WHAT NEEDS TO BE DONE:
Copy each line from the data that has the word "openssl" in it.

=== Begin Enclosure ===

use std::path::{Path, PathBuf};

use crate::cmd;
use crate::error::LoginResult;
use crate::metadata::InstanceMetadata;
use crate::report::{Report, Reporter};

/// Writes the nginx basic-auth credentials file. The instance
/// name is the user, the subscription id hashed with
/// `openssl passwd -apr1` is the password.
///
/// # Example
///
/// ```
/// use horizon_login::Htpasswd;
///
/// let htpasswd = Htpasswd::new().path("/tmp/.htpasswd");
///
/// assert_eq!(htpasswd.path.to_str(), Some("/tmp/.htpasswd"));
/// assert_eq!(htpasswd.program, "openssl");
/// ```
#[derive(Debug, Clone)]
pub struct Htpasswd {
    pub path: PathBuf,
    pub program: String,
    pub args: Vec<String>,
}

impl Htpasswd {
    #[must_use]
    pub fn new() -> Self {
        Self {
            path: PathBuf::from("/etc/nginx/.htpasswd"),
            program: "openssl".to_string(),
            args: vec!["passwd".to_string(), "-apr1".to_string()],
        }
    }

    #[must_use]
    pub fn path(mut self, path: impl AsRef<Path>) -> Self {
        self.path = path.as_ref().to_path_buf();
        self
    }

    /// Replace the hashing command. The password is appended as
    /// the last argument.
    #[must_use]
    pub fn hasher(mut self, program: &str, args: &[&str]) -> Self {
        self.program = program.to_string();
        self.args = args.iter().map(|a| (*a).to_string()).collect();
        self
    }

    /// Hash a password with the configured command. The output is
    /// returned as printed, trailing newline included.
    pub fn hash_password(&self, password: &str) -> LoginResult<String> {
        let mut args: Vec<&str> = self.args.iter().map(String::as_str).collect();
        args.push(password);

        Ok(cmd::run(&self.program, &args)?.stdout)
    }

    /// Render the `user:hash` line for this instance.
    pub fn render(&self, metadata: &InstanceMetadata) -> LoginResult<String> {
        let hash = self.hash_password(metadata.subscription_id())?;
        Ok(format!("{}:{hash}", metadata.name()))
    }

    /// Write the credentials file, replacing any previous content,
    /// and return its path.
    pub fn write(
        &self,
        metadata: &InstanceMetadata,
        reporter: &dyn Reporter,
    ) -> LoginResult<PathBuf> {
        let content = self.render(metadata)?;
        std::fs::write(&self.path, content)?;

        reporter.report(&Report::CredentialsWritten(&self.path));
        Ok(self.path.clone())
    }
}

impl Default for Htpasswd {
    fn default() -> Self {
        Self::new()
    }
}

=== End Enclosure ===

YOUR RESPONSE:
/// `openssl passwd -apr1` is the password.
/// assert_eq!(htpasswd.program, "openssl");
            program: "openssl".to_string(),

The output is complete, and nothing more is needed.